A small frustration or fear can be turned into something huge, and ruin your entire day.
If this is you, know that you’re not alone. This happens to a lot of people, in a variety of ways:
- Getting frustrated with someone and then turning that into anger that can rage or simmer all day, putting you in a foul mood.
- Feeling fear or hurt, you might get caught up in a mental narrative that causes you to have an anxiety attack or shut down, that might take you hours to recover from.
- Feeling bad about something you did or failed to do, you might start spinning into feeling really bad about yourself, and drop into a state of discouragement about everything.
What can we do if this is happening? Let’s take a look at what’s going on, and then look at some ideas for what we might do.
How We Spin into Disaster Mode
The initial difficulty that we encounter is rarely a major disaster — it’s usually just a feeling of uncertainty or fear:
- Frustration when someone behaves in a way we don’t like.
- Fear and hurt we feel when we’re criticized.
- Self-doubt when we don’t do as well as we’d like at something (procrastination, for example).
This initial feeling of fear, uncertainty or frustration isn’t necessarily a problem … it’s just a feeling. It’s an initial tug at our hearts.
The real difficulty comes not from this intial tug or poke at the heart … it comes from what happens afterward:
- We feel the tug or poke at our heart, and then we go into a defense mechanism of spinning one of our usual narratives.
- The narrative might be about why the other person is wrong, why you are wrong, and how much of a huge deal this is.
- This continues in a growing blaze until we’re in full-on disaster mode — we’ve gone from a tiny spark to full forest fire.
- Then we might have other things we do to cope with this disaster — yelling, throwing a tantrum, shutting down, hiding, comforting ourselves with food or web browsing or drugs or whatever your usual go-to coping mechanism is, or going into a depressive funk.
Even this is not that big of a deal. It’s just a passing storm. We don’t need to beat ourselves up if this is happening — in fact, what is needed is more love.
How to Stop Before Meltdown Occurs
If you look at the process above, the first step in the process is not a big deal. It’s just a tug or poke at our heart, a little spark of uncertainty or fear.
The trick is to catch it early — if we can catch it while it’s still just a spark, and hasn’t been turned into a forest fire, it’s much more manageable.

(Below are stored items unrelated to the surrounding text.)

//! Environment variable resolution for configuration files.
//!
//! Buyer configuration files hold private keys and RPC endpoints. [`LiteralOrEnv`]
//! lets any of those values be given either literally or as a reference to an
//! environment variable, so secrets can stay out of the file:
//!
//! ```json
//! {
//!   "evmPrivateKey": "$EVM_PRIVATE_KEY",
//!   "rpc": { "solana:5eykt4UsFv8P8NJdTREpY1vzqKqZKvdp": "${SOLANA_RPC_URL}" },
//!   "network": "base"
//! }
//! ```

use serde::{Deserialize, Serialize};
use std::ops::Deref;
use std::str::FromStr;

/// A transparent wrapper that resolves environment variables during deserialization.
///
/// Supports both literal values and environment variable references:
/// - Literal: `"https://api.mainnet-beta.solana.com"`
/// - Simple env var: `"$SOLANA_RPC_URL"`
/// - Braced env var: `"${SOLANA_RPC_URL}"`
#[derive(Debug, Clone, PartialEq, Eq)]
pub struct LiteralOrEnv<T>(T);

impl<T> LiteralOrEnv<T> {
    pub fn from_literal(value: T) -> Self {
        Self(value)
    }

    pub fn inner(&self) -> &T {
        &self.0
    }

    pub fn into_inner(self) -> T {
        self.0
    }
}

impl<T> Deref for LiteralOrEnv<T> {
    type Target = T;

    fn deref(&self) -> &Self::Target {
        &self.0
    }
}

/// Error resolving a [`LiteralOrEnv`] value.
#[derive(Debug, thiserror::Error, PartialEq, Eq)]
pub enum EnvResolveError {
    #[error("Environment variable '{var}' not found (referenced as '{reference}')")]
    MissingVar { var: String, reference: String },
    #[error("Failed to parse value: {0}")]
    Parse(String),
}

/// Returns the variable name if `s` is written as `$VAR` or `${VAR}`.
fn env_var_reference(s: &str) -> Option<&str> {
    if let Some(braced) = s.strip_prefix("${").and_then(|r| r.strip_suffix('}')) {
        return Some(braced);
    }
    let bare = s.strip_prefix('$')?;
    let is_identifier = !bare.is_empty() && bare.chars().all(|c| c.is_alphanumeric() || c == '_');
    is_identifier.then_some(bare)
}

impl<T> LiteralOrEnv<T>
where
    T: FromStr,
    T::Err: std::fmt::Display,
{
    /// Resolves a raw configuration string, reading the environment when it is a reference.
    pub fn resolve(raw: &str) -> Result<Self, EnvResolveError> {
        let value = match env_var_reference(raw) {
            Some(var) => std::env::var(var).map_err(|_| EnvResolveError::MissingVar {
                var: var.to_string(),
                reference: raw.to_string(),
            })?,
            None => raw.to_string(),
        };
        value
            .parse::<T>()
            .map(LiteralOrEnv)
            .map_err(|e| EnvResolveError::Parse(e.to_string()))
    }
}

impl<'de, T> Deserialize<'de> for LiteralOrEnv<T>
where
    T: FromStr,
    T::Err: std::fmt::Display,
{
    fn deserialize<D>(deserializer: D) -> Result<Self, D::Error>
    where
        D: serde::Deserializer<'de>,
    {
        let s = String::deserialize(deserializer)?;
        Self::resolve(&s).map_err(serde::de::Error::custom)
    }
}

impl<T> Serialize for LiteralOrEnv<T>
where
    T: Serialize,
{
    fn serialize<S>(&self, serializer: S) -> Result<S::Ok, S::Error>
    where
        S: serde::Serializer,
    {
        self.0.serialize(serializer)
    }
}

We can simple give ourselves some space to feel fear and uncertainty, or frustration, or whatever the feeling might be. We can take a few breaths. Give ourselves some compassion. And then let go and move on to the rest of our day.
How do we catch it early? Practice! We notice when there’s a full forest fire, and then reflect on when it was just a spark. At what point might we have caught it earlier? We can do this reflection without beating ourselves up, just noticing.

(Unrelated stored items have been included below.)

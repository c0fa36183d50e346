//! Client-side payment construction for the Solana `exact` scheme.
//!
//! The builder produces a versioned transaction with three instructions:
//!
//! 1. `SetComputeUnitLimit`
//! 2. `SetComputeUnitPrice`
//! 3. `TransferChecked` from the buyer's associated token account to the seller's
//!
//! The seller's `feePayer` (from `extra`) pays for the transaction. Its signature slot
//! is left empty for the seller's relayer to fill in.
//!
//! ```rust
//! use std::sync::Arc;
//! use x402_chain_solana::SolanaExactClient;
//! use x402_chain_solana::chain::rpc::{DEFAULT_RPC_TIMEOUT, rpc_client};
//! use solana_keypair::Keypair;
//!
//! let rpc = rpc_client("https://api.devnet.solana.com", DEFAULT_RPC_TIMEOUT);
//! let client = SolanaExactClient::new(Arc::new(Keypair::new()), Arc::new(rpc));
//! ```

use async_trait::async_trait;
use solana_compute_budget_interface::ComputeBudgetInstruction;
use solana_message::VersionedMessage;
use solana_message::v0::Message as MessageV0;
use solana_pubkey::Pubkey;
use solana_signer::Signer;
use solana_transaction::Instruction;
use spl_token::solana_program::instruction::AccountMeta;
use std::sync::Arc;
use x402_types::proto::{PaymentKind, PaymentRequired, PaymentRequirements};
use x402_types::scheme::X402SchemeId;
use x402_types::scheme::client::{SignedPayload, X402Error, X402SchemeClient};

#[cfg(feature = "telemetry")]
use tracing::{debug, instrument};

use crate::chain::parse_pubkey;
use crate::chain::rpc::RpcClientLike;
use crate::exact::{
    ATA_PROGRAM_PUBKEY, ComputeBudget, ExactSolanaPayload, MINT_DECIMALS_OFFSET,
    PartiallySignedTransaction, SolanaExact, TRANSFER_CHECKED_DISCRIMINATOR,
};

/// What the builder needs to know about a token mint.
#[derive(Debug, Clone, Copy, PartialEq, Eq)]
pub struct Mint {
    pub decimals: u8,
    /// SPL Token or Token-2022, whichever owns the mint account.
    pub token_program: Pubkey,
}

impl Mint {
    /// Reads a mint from its raw account.
    pub fn from_account(mint: &Pubkey, owner: &Pubkey, data: &[u8]) -> Result<Self, X402Error> {
        let decimals = *data
            .get(MINT_DECIMALS_OFFSET)
            .ok_or_else(|| X402Error::InvalidMintData {
                mint: mint.to_string(),
                len: data.len(),
            })?;
        let token_program = if *owner == spl_token_2022::id() {
            spl_token_2022::id()
        } else {
            spl_token::id()
        };
        Ok(Self {
            decimals,
            token_program,
        })
    }
}

/// Fetches the mint account and reads its decimals.
pub async fn fetch_mint<R: RpcClientLike>(mint: &Pubkey, rpc_client: &R) -> Result<Mint, X402Error> {
    let account = rpc_client
        .get_mint_account(mint)
        .await
        .map_err(|e| X402Error::ChainQueryFailed(format!("failed to fetch mint {mint}: {e}")))?
        .ok_or_else(|| X402Error::MintNotFound(mint.to_string()))?;
    Mint::from_account(mint, &account.owner, &account.data)
}

/// The associated token account of `owner` for `mint` under `token_program`.
///
/// Pure: the same inputs always derive the same address.
pub fn derive_ata(owner: &Pubkey, mint: &Pubkey, token_program: &Pubkey) -> Result<Pubkey, X402Error> {
    Pubkey::try_find_program_address(
        &[owner.as_ref(), token_program.as_ref(), mint.as_ref()],
        &ATA_PROGRAM_PUBKEY,
    )
    .map(|(address, _bump)| address)
    .ok_or_else(|| {
        X402Error::AddressDerivationFailed(format!("no associated token account for {owner} and mint {mint}"))
    })
}

/// `TransferChecked` data: discriminator, little-endian amount, decimals.
pub fn transfer_checked_data(amount: u64, decimals: u8) -> [u8; 10] {
    let mut data = [0u8; 10];
    data[0] = TRANSFER_CHECKED_DISCRIMINATOR;
    data[1..9].copy_from_slice(&amount.to_le_bytes());
    data[9] = decimals;
    data
}

/// A `TransferChecked` instruction moving `amount` of `mint` from `source` to `destination`.
pub fn transfer_checked_instruction(
    mint: &Pubkey,
    token_program: &Pubkey,
    source: &Pubkey,
    destination: &Pubkey,
    authority: &Pubkey,
    amount: u64,
    decimals: u8,
) -> Instruction {
    Instruction::new_with_bytes(
        *token_program,
        &transfer_checked_data(amount, decimals),
        vec![
            AccountMeta::new(*source, false),
            AccountMeta::new_readonly(*mint, false),
            AccountMeta::new(*destination, false),
            AccountMeta::new_readonly(*authority, true),
        ],
    )
}

/// Accounts and amount of one transfer.
#[derive(Debug, Clone, Copy, PartialEq, Eq)]
pub struct TransferParams {
    pub fee_payer: Pubkey,
    pub pay_to: Pubkey,
    pub mint: Pubkey,
    pub amount: u64,
}

/// Builds the transfer transaction and signs it as the token owner.
///
/// Either the whole transaction is built and signed, or nothing is returned. The mint
/// is checked before the blockhash is requested, so a bad mint costs one RPC call.
pub async fn build_signed_transfer_transaction<S, R>(
    signer: &S,
    rpc_client: &R,
    params: &TransferParams,
    compute_budget: &ComputeBudget,
) -> Result<PartiallySignedTransaction, X402Error>
where
    S: Signer + ?Sized,
    R: RpcClientLike,
{
    let owner = signer
        .try_pubkey()
        .map_err(|e| X402Error::PaymentConstructionFailed(format!("signer has no public key: {e}")))?;
    let mint = fetch_mint(&params.mint, rpc_client).await?;

    let source_ata = derive_ata(&owner, &params.mint, &mint.token_program)?;
    let destination_ata = derive_ata(&params.pay_to, &params.mint, &mint.token_program)?;

    let instructions = [
        ComputeBudgetInstruction::set_compute_unit_limit(compute_budget.unit_limit),
        ComputeBudgetInstruction::set_compute_unit_price(compute_budget.unit_price_micro_lamports),
        transfer_checked_instruction(
            &params.mint,
            &mint.token_program,
            &source_ata,
            &destination_ata,
            &owner,
            params.amount,
            mint.decimals,
        ),
    ];

    let recent_blockhash = rpc_client
        .get_latest_blockhash()
        .await
        .map_err(|e| X402Error::ChainQueryFailed(format!("failed to fetch latest blockhash: {e}")))?;

    let message = MessageV0::try_compile(&params.fee_payer, &instructions, &[], recent_blockhash)
        .map_err(|e| X402Error::PaymentConstructionFailed(format!("failed to compile message: {e}")))?;

    let transaction = PartiallySignedTransaction::new(VersionedMessage::V0(message))
        .sign(signer)
        .map_err(|e| X402Error::PaymentConstructionFailed(e.to_string()))?;

    #[cfg(feature = "telemetry")]
    debug!(
        source_ata = %source_ata,
        destination_ata = %destination_ata,
        missing_signers = transaction.missing_signers().len(),
        "Built Solana transfer transaction"
    );

    Ok(transaction)
}

/// Builds Solana `exact` payloads for one cluster.
///
/// Unlike the EVM builder, each cluster needs its own instance since the RPC
/// client is cluster-specific.
pub struct SolanaExactClient<S: ?Sized, R> {
    signer: Arc<S>,
    rpc_client: R,
    compute_budget: ComputeBudget,
}

impl<S: ?Sized, R> SolanaExactClient<S, R> {
    pub fn new(signer: Arc<S>, rpc_client: R) -> Self {
        Self {
            signer,
            rpc_client,
            compute_budget: ComputeBudget::default(),
        }
    }

    pub fn with_compute_budget(mut self, compute_budget: ComputeBudget) -> Self {
        self.compute_budget = compute_budget;
        self
    }

    pub fn rpc_client(&self) -> &R {
        &self.rpc_client
    }
}

impl<S: ?Sized, R> X402SchemeId for SolanaExactClient<S, R> {
    fn namespace(&self) -> &str {
        SolanaExact.namespace()
    }

    fn scheme(&self) -> &str {
        SolanaExact.scheme()
    }
}

impl TransferParams {
    /// Reads the transfer out of a Solana `exact` requirement.
    pub fn from_requirements(requirements: &PaymentRequirements) -> Result<Self, X402Error> {
        let PaymentKind::SolanaExact { fee_payer } = &requirements.kind else {
            return Err(X402Error::UnsupportedNetwork {
                network: requirements.network.clone(),
                scheme: requirements.scheme.clone(),
            });
        };
        let fee_payer = fee_payer.as_deref().ok_or(X402Error::MissingFeePayer)?;
        let amount = u64::try_from(requirements.amount.inner()).map_err(|_| {
            X402Error::PaymentConstructionFailed(format!(
                "amount {} does not fit in u64",
                requirements.amount
            ))
        })?;
        Ok(Self {
            fee_payer: parse_pubkey("feePayer", fee_payer)?,
            pay_to: parse_pubkey("payTo", &requirements.pay_to)?,
            mint: parse_pubkey("asset", &requirements.asset)?,
            amount,
        })
    }
}

#[async_trait]
impl<S, R> X402SchemeClient for SolanaExactClient<S, R>
where
    S: Signer + Send + Sync + ?Sized,
    R: RpcClientLike + Send + Sync,
{
    #[cfg_attr(
        feature = "telemetry",
        instrument(
            name = "x402.solana.build_payload",
            skip_all,
            fields(network = %requirements.network, asset = %requirements.asset),
            err
        )
    )]
    async fn build_payload(
        &self,
        payment_required: &PaymentRequired,
        requirements: &PaymentRequirements,
    ) -> Result<SignedPayload, X402Error> {
        let params = TransferParams::from_requirements(requirements)?;
        let transaction = build_signed_transfer_transaction(
            self.signer.as_ref(),
            &self.rpc_client,
            &params,
            &self.compute_budget,
        )
        .await?;
        let payer = self
            .signer
            .try_pubkey()
            .map_err(|e| X402Error::PaymentConstructionFailed(e.to_string()))?;
        let payload = ExactSolanaPayload {
            transaction: transaction
                .to_base64()
                .map_err(|e| X402Error::PaymentConstructionFailed(format!("failed to serialize transaction: {e}")))?,
        };
        SignedPayload::new(payment_required, requirements, payer.to_string(), payload)
    }
}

Then slowly, with this kind of practice, we might be able to notice in the moment when it’s just a spark. “Ooh, that hurt!” Or, “Yowza, that feels frustrating!” Catch it in the moment, before we’ve doused it with gasoline.
When we are able to catch it early, we can pause. Breathe for a few moments. Notice the feeling, as sensation in the body. Be present with the sensation, without getting caught up in the narrative that adds fuel to the fire.

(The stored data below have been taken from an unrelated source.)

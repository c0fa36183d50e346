//! Log output for the `x402-buyer` binary.
//!
//! Logs go to stderr so stdout carries nothing but the JSON outcome. The level
//! defaults to `info` and follows `RUST_LOG` when set, e.g.
//! `RUST_LOG=x402_reqwest=debug,x402_chain_solana=trace`.

use tracing_subscriber::EnvFilter;
use tracing_subscriber::{layer::SubscriberExt, util::SubscriberInitExt};

const DEFAULT_FILTER: &str = "info";

/// Builder for the global tracing subscriber.
#[derive(Debug, Clone)]
pub struct Telemetry {
    name: &'static str,
    version: &'static str,
    ansi: bool,
}

impl Default for Telemetry {
    fn default() -> Self {
        Self::new()
    }
}

impl Telemetry {
    pub fn new() -> Self {
        Self {
            name: env!("CARGO_PKG_NAME"),
            version: env!("CARGO_PKG_VERSION"),
            ansi: true,
        }
    }

    pub fn with_name(mut self, name: &'static str) -> Self {
        self.name = name;
        self
    }

    pub fn with_version(mut self, version: &'static str) -> Self {
        self.version = version;
        self
    }

    /// Disables terminal colors, for output captured to files.
    pub fn without_ansi(mut self) -> Self {
        self.ansi = false;
        self
    }

    /// Filter from `RUST_LOG`, or [`DEFAULT_FILTER`] when unset or unparsable.
    pub fn env_filter() -> EnvFilter {
        EnvFilter::try_from_default_env().unwrap_or_else(|_| EnvFilter::new(DEFAULT_FILTER))
    }

    /// Installs the subscriber. Does nothing if one is already installed.
    pub fn register(self) -> Self {
        let installed = tracing_subscriber::registry()
            .with(Self::env_filter())
            .with(
                tracing_subscriber::fmt::layer()
                    .with_writer(std::io::stderr)
                    .with_ansi(self.ansi),
            )
            .try_init()
            .is_ok();
        if installed {
            tracing::debug!(name = self.name, version = self.version, "Logging initialized");
        }
        self
    }
}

When we get caught up in that narrative (which we will), we can simply notice that. Notice what the narrative is, notice that it is unhelpful (it only makes things worse), and see if you can turn from the narrative back to the sensation in the body. Let yourself feel this emotion as sensation.
From here, you can give yourself some compassion, some love. Take care of yourself, as you feel this uncertainty, fear, frustration.
Catch it early enough, with practice, and we can take care of the poke at our hearts with compassion and grace.